Meanwhile, commission-based advisors utilize higher expense funds where they stand to gain from some of the advice they give to clients. Funds that pay sales charges, pay-to-play kickbacks, 12b-1 fees, or other commissions usually have much higher expense ratios. In fact, commission-based advisors may not even know how much their conflicts of interest are costing their clients.

Take for example the mutual fund families that pay Ameriprise to be a “full participation firm” promoted on their platform. Most of those twenty eight fund families are poorly rated in The Morningstar Fund Family 150 analysis. Only eight of these fund families were given a “Positive” Rating by Morningstar. The average expense ratio of those fund families is 0.79%.

Meanwhile, we build portfolios with an average expense ratio of about 0.24%. We try to avoid any fund with an expense ratio much higher than 0.50%.

The expense ratio charged by your funds matters.

If you invested $100,000 at age 20 appreciating 8% annually minus the fund’s expense ratio, the difference between 0.24% and 0.79% would be significant over your working career.

With a 0.79% expense ratio your $100,000 would grow over 45 years to $2,293,973 by age 65. This shows the power of long-term investing even with higher than average expense ratios.

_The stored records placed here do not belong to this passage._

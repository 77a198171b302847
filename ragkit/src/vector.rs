//! Embedding vector math.
//!
//! Free functions over `&[f32]` slices. Callers are responsible for checking
//! that both operands have the same length; the document store and the
//! similarity index enforce this before any of these run.

use serde::{Deserialize, Serialize};

/// A dense embedding vector.
pub type Embedding = Vec<f32>;

/// How the similarity index scores a document against a query.
///
/// Every metric is oriented so that a higher score means more similar.
#[derive(Debug, Clone, Copy, Default, PartialEq, Eq, Serialize, Deserialize)]
#[serde(rename_all = "snake_case")]
pub enum SimilarityMetric {
    /// `dot(a, b) / (‖a‖·‖b‖)`, in `[-1, 1]`.
    #[default]
    Cosine,
    /// Raw dot product. Equivalent to cosine for L2-normalized vectors.
    DotProduct,
    /// `1 / (1 + ‖a - b‖)`, in `(0, 1]`.
    Euclidean,
}

impl SimilarityMetric {
    /// Score `a` against `b` under this metric.
    pub fn score(self, a: &[f32], b: &[f32]) -> f32 {
        match self {
            Self::Cosine => cosine_similarity(a, b),
            Self::DotProduct => dot(a, b),
            Self::Euclidean => 1.0 / (1.0 + euclidean_distance(a, b)),
        }
    }
}

/// Dot product of two vectors.
pub fn dot(a: &[f32], b: &[f32]) -> f32 {
    dot_f64(a, b) as f32
}

/// Euclidean (L2) norm of a vector.
pub fn l2_norm(v: &[f32]) -> f32 {
    norm_f64(v) as f32
}

// Accumulated in f64 so finite f32 inputs cannot overflow or underflow the
// intermediate sums.
fn dot_f64(a: &[f32], b: &[f32]) -> f64 {
    a.iter().zip(b.iter()).map(|(&x, &y)| f64::from(x) * f64::from(y)).sum()
}

fn norm_f64(v: &[f32]) -> f64 {
    v.iter().map(|&x| f64::from(x) * f64::from(x)).sum::<f64>().sqrt()
}

/// Euclidean distance between two vectors.
pub fn euclidean_distance(a: &[f32], b: &[f32]) -> f32 {
    a.iter()
        .zip(b.iter())
        .map(|(&x, &y)| (f64::from(x) - f64::from(y)).powi(2))
        .sum::<f64>()
        .sqrt() as f32
}

/// Compute cosine similarity between two vectors.
///
/// Returns 0.0 if either vector has zero magnitude.
pub fn cosine_similarity(a: &[f32], b: &[f32]) -> f32 {
    let norm_a = norm_f64(a);
    let norm_b = norm_f64(b);
    if norm_a == 0.0 || norm_b == 0.0 {
        return 0.0;
    }
    // Divide by each norm separately; their product can still overflow f64.
    let sim = dot_f64(a, b) / norm_a / norm_b;
    sim.clamp(-1.0, 1.0) as f32
}

/// L2-normalize a vector in place. Zero vectors are left untouched.
pub fn normalize(v: &mut [f32]) {
    let norm = norm_f64(v);
    if norm > 0.0 {
        v.iter_mut().for_each(|x| *x = (f64::from(*x) / norm) as f32);
    }
}

/// Whether every component is finite (no NaN or infinity).
pub fn is_finite(v: &[f32]) -> bool {
    v.iter().all(|x| x.is_finite())
}

#[cfg(test)]
mod tests {
    use super::*;

    #[test]
    fn test_cosine_identical_vectors() {
        let a = vec![0.3, -1.2, 4.0];
        let sim = cosine_similarity(&a, &a);
        assert!((sim - 1.0).abs() < 1e-6);
    }

    #[test]
    fn test_cosine_orthogonal_vectors() {
        let sim = cosine_similarity(&[1.0, 0.0, 0.0], &[0.0, 1.0, 0.0]);
        assert!(sim.abs() < 1e-6);
    }

    #[test]
    fn test_cosine_opposite_vectors() {
        let sim = cosine_similarity(&[1.0, 0.0], &[-1.0, 0.0]);
        assert!((sim + 1.0).abs() < 1e-6);
    }

    #[test]
    fn test_cosine_zero_vector_is_zero() {
        assert_eq!(cosine_similarity(&[0.0, 0.0], &[1.0, 2.0]), 0.0);
        assert_eq!(cosine_similarity(&[1.0, 2.0], &[0.0, 0.0]), 0.0);
    }

    #[test]
    fn test_cosine_is_scale_invariant() {
        let a = [0.9, 0.1];
        let b = [9.0, 1.0];
        assert!((cosine_similarity(&a, &[1.0, 0.0]) - cosine_similarity(&b, &[1.0, 0.0])).abs()
            < 1e-6);
    }

    #[test]
    fn test_cosine_large_magnitude_stays_in_range() {
        let big = [3e19f32, 3e19];
        let sim = cosine_similarity(&big, &big);
        assert!((sim - 1.0).abs() < 1e-6, "got {sim}");

        let query = [1e20f32, 1e-3];
        let aligned = cosine_similarity(&query, &[1.0, 0.0]);
        let orthogonal = cosine_similarity(&query, &[0.0, 3e19]);
        assert!((aligned - 1.0).abs() < 1e-6, "got {aligned}");
        assert!(orthogonal.abs() < 1e-6, "got {orthogonal}");

        let max = [f32::MAX, f32::MAX];
        assert!((cosine_similarity(&max, &max) - 1.0).abs() < 1e-6);
    }

    #[test]
    fn test_cosine_tiny_and_subnormal_vectors() {
        let tiny = cosine_similarity(&[1e-30, 0.0], &[1.0, 0.0]);
        assert!((tiny - 1.0).abs() < 1e-6, "got {tiny}");

        let subnormal = [f32::from_bits(1), 0.0];
        assert!((cosine_similarity(&subnormal, &subnormal) - 1.0).abs() < 1e-6);
        assert!((cosine_similarity(&subnormal, &[-1.0, 0.0]) + 1.0).abs() < 1e-6);
    }

    #[test]
    fn test_normalize_large_vector() {
        let mut v = vec![3e19f32, 4e19];
        normalize(&mut v);
        assert!((v[0] - 0.6).abs() < 1e-6);
        assert!((v[1] - 0.8).abs() < 1e-6);
    }

    #[test]
    fn test_normalize() {
        let mut v = vec![3.0, 4.0];
        normalize(&mut v);
        assert!((v[0] - 0.6).abs() < 1e-6);
        assert!((v[1] - 0.8).abs() < 1e-6);

        let mut zero = vec![0.0, 0.0];
        normalize(&mut zero);
        assert_eq!(zero, vec![0.0, 0.0]);
    }

    #[test]
    fn test_euclidean_metric_prefers_closer() {
        let q = [1.0, 0.0];
        let near = SimilarityMetric::Euclidean.score(&q, &[0.9, 0.1]);
        let far = SimilarityMetric::Euclidean.score(&q, &[-1.0, 0.0]);
        assert!(near > far);
        assert!((SimilarityMetric::Euclidean.score(&q, &q) - 1.0).abs() < 1e-6);
    }

    #[test]
    fn test_is_finite() {
        assert!(is_finite(&[1.0, -2.0]));
        assert!(!is_finite(&[1.0, f32::NAN]));
        assert!(!is_finite(&[f32::INFINITY]));
    }
}
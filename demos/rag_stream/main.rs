//! # RAG Streaming Example
//!
//! Answers a question with `RagPipeline::query_stream`, printing fragments as
//! they arrive, then continues the conversation with history.
//!
//! The `WordStreamGenerator` emits one word at a time with a small delay to
//! mimic a token stream. No API keys required.
//!
//! Run: `cargo run --example rag_stream`

use std::io::Write;
use std::sync::Arc;
use std::time::Duration;

use futures::StreamExt;
use ragkit::{
    Document, EmbeddingProvider, GenerationProvider, GenerationRequest, InMemoryDocumentStore,
    Message, RagConfig, RagPipeline, TextStream,
};

struct MockEmbeddingProvider {
    dimensions: usize,
}

#[async_trait::async_trait]
impl EmbeddingProvider for MockEmbeddingProvider {
    async fn embed(&self, text: &str) -> ragkit::Result<Vec<f32>> {
        let mut emb = vec![0.0f32; self.dimensions];
        for word in text.split(|c: char| !c.is_alphanumeric()).filter(|w| w.len() > 2) {
            let hash = word
                .to_lowercase()
                .bytes()
                .fold(0u64, |acc, b| acc.wrapping_mul(31).wrapping_add(b as u64));
            emb[(hash % self.dimensions as u64) as usize] += 1.0;
        }
        ragkit::vector::normalize(&mut emb);
        Ok(emb)
    }

    fn dimensions(&self) -> usize {
        self.dimensions
    }
}

/// Streams a summary of the conversation one word at a time.
struct WordStreamGenerator;

impl WordStreamGenerator {
    fn answer(request: &GenerationRequest) -> String {
        let question = request.history.last().map(|m| m.content.as_str()).unwrap_or_default();
        let passages = request.system.matches(ragkit::CONTEXT_SEPARATOR).count() + 1;
        format!(
            "You asked \"{question}\" after {} earlier message(s) and I was given {passages} \
             passage(s) of context.",
            request.history.len().saturating_sub(1),
        )
    }
}

#[async_trait::async_trait]
impl GenerationProvider for WordStreamGenerator {
    async fn generate(&self, request: &GenerationRequest) -> ragkit::Result<String> {
        Ok(Self::answer(request))
    }

    async fn generate_stream(&self, request: GenerationRequest) -> ragkit::Result<TextStream> {
        let words: Vec<String> =
            Self::answer(&request).split_inclusive(' ').map(str::to_string).collect();
        Ok(Box::pin(delayed_words(words)))
    }

    fn name(&self) -> &str {
        "word-stream"
    }
}

fn delayed_words(words: Vec<String>) -> impl futures::Stream<Item = ragkit::Result<String>> + Send {
    futures::stream::iter(words).then(|word| async move {
        tokio::time::sleep(Duration::from_millis(30)).await;
        Ok(word)
    })
}

#[tokio::main]
async fn main() -> anyhow::Result<()> {
    tracing_subscriber::fmt::init();

    let config =
        RagConfig::builder().top_k(2).generation_timeout(Duration::from_secs(5)).build()?;

    let pipeline = RagPipeline::builder()
        .config(config)
        .store(Arc::new(InMemoryDocumentStore::new()))
        .embedding_provider(Arc::new(MockEmbeddingProvider { dimensions: 32 }))
        .generation_provider(Arc::new(WordStreamGenerator))
        .build()?;

    pipeline
        .add_documents(vec![
            Document::new("tokio", "Tokio is an asynchronous runtime for Rust."),
            Document::new("streams", "A Stream yields values asynchronously, one at a time."),
            Document::new("channels", "Channels move values between concurrent tasks."),
        ])
        .await?;

    // -- 1. First question, streamed --------------------------------------
    let question = "What does a Stream yield?";
    let mut stream = pipeline.query_stream(question).await?;
    println!("Sources: {:?}", stream.source_documents.iter().map(|d| &d.id).collect::<Vec<_>>());

    let mut answer = String::new();
    while let Some(fragment) = stream.next().await {
        let fragment = fragment?;
        print!("{fragment}");
        std::io::stdout().flush()?;
        answer.push_str(&fragment);
    }
    println!();

    // -- 2. Follow-up with history ----------------------------------------
    let history = vec![Message::user(question), Message::assistant(answer)];
    let mut stream = pipeline.query_stream_with_history("And what runs it?", &history).await?;

    // Stop after three fragments; dropping the stream cancels generation.
    let mut taken = 0;
    while let Some(fragment) = stream.next().await {
        print!("{}", fragment?);
        taken += 1;
        if taken == 3 {
            break;
        }
    }
    drop(stream);
    println!("...\n(stopped early)");

    Ok(())
}
//! Embedding provider trait for generating vector embeddings from text.

use async_trait::async_trait;

use crate::error::Result;

/// A provider that generates vector embeddings from text input.
///
/// Implementations wrap specific embedding backends behind a unified async
/// interface. Batch calls are all-or-nothing: one failing input fails the
/// whole call, and a successful call returns exactly one vector per input,
/// in input order.
///
/// The default [`embed_batch`](EmbeddingProvider::embed_batch) implementation
/// calls [`embed`](EmbeddingProvider::embed) sequentially; backends that
/// support native batching should override it.
///
/// # Example
///
/// ```rust,ignore
/// use ragkit::EmbeddingProvider;
///
/// let provider = MyEmbeddingProvider::new();
/// let embedding = provider.embed("hello world").await?;
/// assert_eq!(embedding.len(), provider.dimensions());
/// ```
#[async_trait]
pub trait EmbeddingProvider: Send + Sync {
    /// Generate an embedding vector for a single text input.
    async fn embed(&self, text: &str) -> Result<Vec<f32>>;

    /// Generate embedding vectors for a batch of text inputs.
    async fn embed_batch(&self, texts: &[&str]) -> Result<Vec<Vec<f32>>> {
        let mut results = Vec::with_capacity(texts.len());
        for text in texts {
            results.push(self.embed(text).await?);
        }
        Ok(results)
    }

    /// Return the dimensionality of embeddings produced by this provider.
    fn dimensions(&self) -> usize;

    /// A short name used in error messages and logs.
    fn name(&self) -> &str {
        "custom"
    }
}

But with a 0.24% expense ratio your $100,000 would grow to $2,887,960, a full $593,987 more.

Low fees matter, and you should know your fund expense ratios. Although you can sometimes buy better investment management or comprehensive financial planning advice with a higher fee, if there is an equivalent product with a lower fee, your advisor should be open to considering it.

There are many websites where you can find the expense ratio of your mutual funds and exchange traded funds. You owe it yourself to know how much each of your investments is costing you in future growth.

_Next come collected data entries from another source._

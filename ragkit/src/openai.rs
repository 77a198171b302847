//! OpenAI-compatible embedding and chat providers.
//!
//! This module is only available when the `openai` feature is enabled. Both
//! providers speak the OpenAI REST API, so they also work against compatible
//! servers such as Ollama.

use std::sync::Arc;

use async_trait::async_trait;
use eventsource_stream::Eventsource;
use futures::StreamExt;
use serde::{Deserialize, Serialize};
use tracing::{debug, error};

use crate::config::{EmbeddingProviderConfig, GenerationProviderConfig};
use crate::embedding::EmbeddingProvider;
use crate::error::{RagError, Result};
use crate::generation::{GenerationProvider, GenerationRequest, Message, Role, TextStream};

/// The default dimensionality for `text-embedding-3-small`.
const DEFAULT_DIMENSIONS: usize = 1536;

/// Terminal payload of an OpenAI SSE stream.
const STREAM_DONE: &str = "[DONE]";

// ── Shared request plumbing ────────────────────────────────────────

#[derive(Deserialize)]
struct ErrorResponse {
    error: ErrorDetail,
}

#[derive(Deserialize)]
struct ErrorDetail {
    message: String,
}

/// Turn a non-success response into a readable message.
async fn error_message(response: reqwest::Response) -> String {
    let status = response.status();
    let body = response.text().await.unwrap_or_default();
    let detail =
        serde_json::from_str::<ErrorResponse>(&body).map(|e| e.error.message).unwrap_or(body);
    format!("API returned {status}: {detail}")
}

fn endpoint(base_url: &str, path: &str) -> String {
    format!("{}/{path}", base_url.trim_end_matches('/'))
}

// ── Embeddings ─────────────────────────────────────────────────────

/// An [`EmbeddingProvider`] backed by the OpenAI embeddings API.
///
/// # Example
///
/// ```rust,ignore
/// use ragkit::openai::OpenAIEmbeddingProvider;
///
/// let provider = OpenAIEmbeddingProvider::new("sk-...")?;
/// let embedding = provider.embed("hello world").await?;
/// ```
pub struct OpenAIEmbeddingProvider {
    client: reqwest::Client,
    api_key: Option<String>,
    base_url: String,
    model: String,
    dimensions: usize,
    /// If set, passed to the API for Matryoshka dimension truncation.
    request_dimensions: Option<usize>,
}

impl OpenAIEmbeddingProvider {
    /// Create a new provider with the given API key and the default model.
    pub fn new(api_key: impl Into<String>) -> Result<Self> {
        let api_key = api_key.into();
        Self::from_config(&EmbeddingProviderConfig::OpenAI {
            api_key,
            model: "text-embedding-3-small".into(),
            dimensions: None,
            base_url: "https://api.openai.com/v1".into(),
        })
    }

    /// Create a new provider using the `OPENAI_API_KEY` environment variable.
    pub fn from_env() -> Result<Self> {
        Self::from_config(&EmbeddingProviderConfig::openai_from_env()?)
    }

    /// Create a provider from a validated configuration.
    pub fn from_config(config: &EmbeddingProviderConfig) -> Result<Self> {
        config.validate()?;
        let provider = match config {
            EmbeddingProviderConfig::OpenAI { api_key, model, dimensions, base_url } => Self {
                client: reqwest::Client::new(),
                api_key: Some(api_key.clone()),
                base_url: base_url.clone(),
                model: model.clone(),
                dimensions: dimensions.unwrap_or(DEFAULT_DIMENSIONS),
                request_dimensions: *dimensions,
            },
            EmbeddingProviderConfig::Ollama { model, dimensions, base_url } => Self {
                client: reqwest::Client::new(),
                api_key: None,
                base_url: base_url.clone(),
                model: model.clone(),
                dimensions: *dimensions,
                request_dimensions: None,
            },
        };
        Ok(provider)
    }
}

#[derive(Serialize)]
struct EmbeddingRequest<'a> {
    model: &'a str,
    input: &'a [&'a str],
    #[serde(skip_serializing_if = "Option::is_none")]
    dimensions: Option<usize>,
}

#[derive(Deserialize)]
struct EmbeddingResponse {
    data: Vec<EmbeddingData>,
}

#[derive(Deserialize)]
struct EmbeddingData {
    index: usize,
    embedding: Vec<f32>,
}

#[async_trait]
impl EmbeddingProvider for OpenAIEmbeddingProvider {
    async fn embed(&self, text: &str) -> Result<Vec<f32>> {
        let results = self.embed_batch(&[text]).await?;
        results
            .into_iter()
            .next()
            .ok_or_else(|| RagError::embedding("OpenAI", "API returned empty response"))
    }

    async fn embed_batch(&self, texts: &[&str]) -> Result<Vec<Vec<f32>>> {
        if texts.is_empty() {
            return Ok(Vec::new());
        }

        debug!(
            provider = "OpenAI",
            batch_size = texts.len(),
            model = %self.model,
            "embedding batch"
        );

        let body = EmbeddingRequest {
            model: &self.model,
            input: texts,
            dimensions: self.request_dimensions,
        };
        let mut request = self.client.post(endpoint(&self.base_url, "embeddings")).json(&body);
        if let Some(api_key) = &self.api_key {
            request = request.bearer_auth(api_key);
        }

        let response = request.send().await.map_err(|e| {
            error!(provider = "OpenAI", error = %e, "request failed");
            RagError::embedding("OpenAI", format!("request failed: {e}"))
        })?;

        if !response.status().is_success() {
            let message = error_message(response).await;
            error!(provider = "OpenAI", %message, "API error");
            return Err(RagError::embedding("OpenAI", message));
        }

        let mut parsed: EmbeddingResponse = response.json().await.map_err(|e| {
            error!(provider = "OpenAI", error = %e, "failed to parse response");
            RagError::embedding("OpenAI", format!("failed to parse response: {e}"))
        })?;

        // The API documents `index`; don't rely on response order.
        parsed.data.sort_by_key(|d| d.index);
        Ok(parsed.data.into_iter().map(|d| d.embedding).collect())
    }

    fn dimensions(&self) -> usize {
        self.dimensions
    }

    fn name(&self) -> &str {
        "OpenAI"
    }
}

// ── Chat completions ───────────────────────────────────────────────

/// A [`GenerationProvider`] backed by the OpenAI chat completions API.
///
/// Streaming uses server-sent events; dropping the returned stream closes
/// the HTTP connection.
pub struct OpenAIChatProvider {
    client: reqwest::Client,
    api_key: Option<String>,
    base_url: String,
    model: String,
}

impl OpenAIChatProvider {
    /// Create a new provider using the `OPENAI_API_KEY` environment variable.
    pub fn from_env() -> Result<Self> {
        Self::from_config(&GenerationProviderConfig::openai_from_env()?)
    }

    /// Create a provider from a validated configuration.
    pub fn from_config(config: &GenerationProviderConfig) -> Result<Self> {
        config.validate()?;
        let (api_key, base_url, model) = match config {
            GenerationProviderConfig::OpenAI { api_key, model, base_url } => {
                (Some(api_key.clone()), base_url.clone(), model.clone())
            }
            GenerationProviderConfig::Ollama { model, base_url } => {
                (None, base_url.clone(), model.clone())
            }
        };
        Ok(Self { client: reqwest::Client::new(), api_key, base_url, model })
    }

    fn request(&self, request: &GenerationRequest, stream: bool) -> reqwest::RequestBuilder {
        let mut messages = Vec::with_capacity(request.history.len() + 1);
        messages.push(ChatMessage { role: Role::System, content: &request.system });
        messages.extend(request.history.iter().map(ChatMessage::from));

        let body = ChatRequest {
            model: &self.model,
            messages,
            max_tokens: request.max_tokens,
            temperature: request.temperature,
            stream,
        };
        let builder = self.client.post(endpoint(&self.base_url, "chat/completions")).json(&body);
        match &self.api_key {
            Some(api_key) => builder.bearer_auth(api_key),
            None => builder,
        }
    }

    async fn send(&self, request: &GenerationRequest, stream: bool) -> Result<reqwest::Response> {
        debug!(provider = "OpenAI", model = %self.model, stream, "chat completion");
        let response = self.request(request, stream).send().await.map_err(|e| {
            error!(provider = "OpenAI", error = %e, "request failed");
            RagError::generation("OpenAI", format!("request failed: {e}"))
        })?;

        if !response.status().is_success() {
            let message = error_message(response).await;
            error!(provider = "OpenAI", %message, "API error");
            return Err(RagError::generation("OpenAI", message));
        }
        Ok(response)
    }
}

#[derive(Serialize)]
struct ChatMessage<'a> {
    role: Role,
    content: &'a str,
}

impl<'a> From<&'a Message> for ChatMessage<'a> {
    fn from(message: &'a Message) -> Self {
        Self { role: message.role, content: &message.content }
    }
}

#[derive(Serialize)]
struct ChatRequest<'a> {
    model: &'a str,
    messages: Vec<ChatMessage<'a>>,
    max_tokens: u32,
    temperature: f32,
    stream: bool,
}

#[derive(Deserialize)]
struct ChatResponse {
    choices: Vec<ChatChoice>,
}

#[derive(Deserialize)]
struct ChatChoice {
    message: ChatChoiceMessage,
}

#[derive(Deserialize)]
struct ChatChoiceMessage {
    #[serde(default)]
    content: Option<String>,
}

#[derive(Deserialize)]
struct ChatChunk {
    choices: Vec<ChatChunkChoice>,
}

#[derive(Deserialize)]
struct ChatChunkChoice {
    delta: ChatDelta,
}

#[derive(Deserialize)]
struct ChatDelta {
    #[serde(default)]
    content: Option<String>,
}

/// Extract the text delta from one SSE `data:` payload.
fn parse_chunk(data: &str) -> Result<Option<String>> {
    let chunk: ChatChunk = serde_json::from_str(data)
        .map_err(|e| RagError::generation("OpenAI", format!("malformed stream chunk: {e}")))?;
    Ok(chunk.choices.into_iter().next().and_then(|c| c.delta.content).filter(|c| !c.is_empty()))
}

#[async_trait]
impl GenerationProvider for OpenAIChatProvider {
    async fn generate(&self, request: &GenerationRequest) -> Result<String> {
        let response = self.send(request, false).await?;
        let parsed: ChatResponse = response.json().await.map_err(|e| {
            error!(provider = "OpenAI", error = %e, "failed to parse response");
            RagError::generation("OpenAI", format!("failed to parse response: {e}"))
        })?;

        parsed
            .choices
            .into_iter()
            .next()
            .and_then(|c| c.message.content)
            .ok_or_else(|| RagError::generation("OpenAI", "response contained no choices"))
    }

    async fn generate_stream(&self, request: GenerationRequest) -> Result<TextStream> {
        let response = self.send(&request, true).await?;
        let mut events = response.bytes_stream().eventsource();

        let stream = async_stream::stream! {
            while let Some(event) = events.next().await {
                match event {
                    Ok(event) if event.data == STREAM_DONE => break,
                    Ok(event) => match parse_chunk(&event.data) {
                        Ok(Some(text)) => yield Ok(text),
                        Ok(None) => {}
                        Err(e) => {
                            yield Err(e);
                            break;
                        }
                    },
                    Err(e) => {
                        yield Err(RagError::generation("OpenAI", format!("stream error: {e}")));
                        break;
                    }
                }
            }
        };
        Ok(Box::pin(stream))
    }

    fn name(&self) -> &str {
        "OpenAI"
    }
}

impl EmbeddingProviderConfig {
    /// Construct the configured embedding provider.
    pub fn build(&self) -> Result<Arc<dyn EmbeddingProvider>> {
        Ok(Arc::new(OpenAIEmbeddingProvider::from_config(self)?))
    }
}

impl GenerationProviderConfig {
    /// Construct the configured generation provider.
    pub fn build(&self) -> Result<Arc<dyn GenerationProvider>> {
        Ok(Arc::new(OpenAIChatProvider::from_config(self)?))
    }
}

#[cfg(test)]
mod tests {
    use super::*;

    #[test]
    fn parse_chunk_extracts_delta() {
        let data = r#"{"choices":[{"delta":{"content":"Hel"}}]}"#;
        assert_eq!(parse_chunk(data).unwrap().as_deref(), Some("Hel"));

        let role_only = r#"{"choices":[{"delta":{"role":"assistant"}}]}"#;
        assert_eq!(parse_chunk(role_only).unwrap(), None);

        assert!(parse_chunk("not json").is_err());
    }

    #[test]
    fn endpoint_joins_without_double_slash() {
        assert_eq!(
            endpoint("http://localhost:11434/v1/", "embeddings"),
            "http://localhost:11434/v1/embeddings"
        );
    }

    #[test]
    fn empty_api_key_is_rejected() {
        assert!(matches!(OpenAIEmbeddingProvider::new(""), Err(RagError::Config(_))));
    }

    #[test]
    fn ollama_config_sets_dimensions_without_key() {
        let provider = OpenAIEmbeddingProvider::from_config(&EmbeddingProviderConfig::Ollama {
            model: "nomic-embed-text".into(),
            dimensions: 768,
            base_url: "http://localhost:11434/v1".into(),
        })
        .unwrap();
        assert_eq!(provider.dimensions(), 768);
        assert!(provider.api_key.is_none());
    }
}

As an example, at Morningstar.com you can create a portfolio of all of your investments.

Investments are entered by their Ticker Symbol. Mutual Fund Ticker Symbols are always five characters ending in a X such as VFINX (Vanguard 500 Index Investor). Exchange traded funds have a variable number of characters such as VOO (Vanguard S&P 500 ETF). Individual stocks are also a variable number of characters such as MSFT (Microsoft Corporation). Mutual funds and exchange traded funds have an expense ratio to manage the fund. Individual stocks do not.

The standard views for a Morningstar portfolio do not include expense ratios. But you can create a customized view showing the Name, Ticker, and Expense Ratio.

Customize a Morningstar Portfolio

Once your view has been created, you can show all of your fund holdings and sort them by expense ratio.

Morningstar Portfolio

We recommend you replace any funds with an expense ratio over 0.50%.

And we recommend you replace any commission-based financial advisor who stands to benefit by recommending expensive funds.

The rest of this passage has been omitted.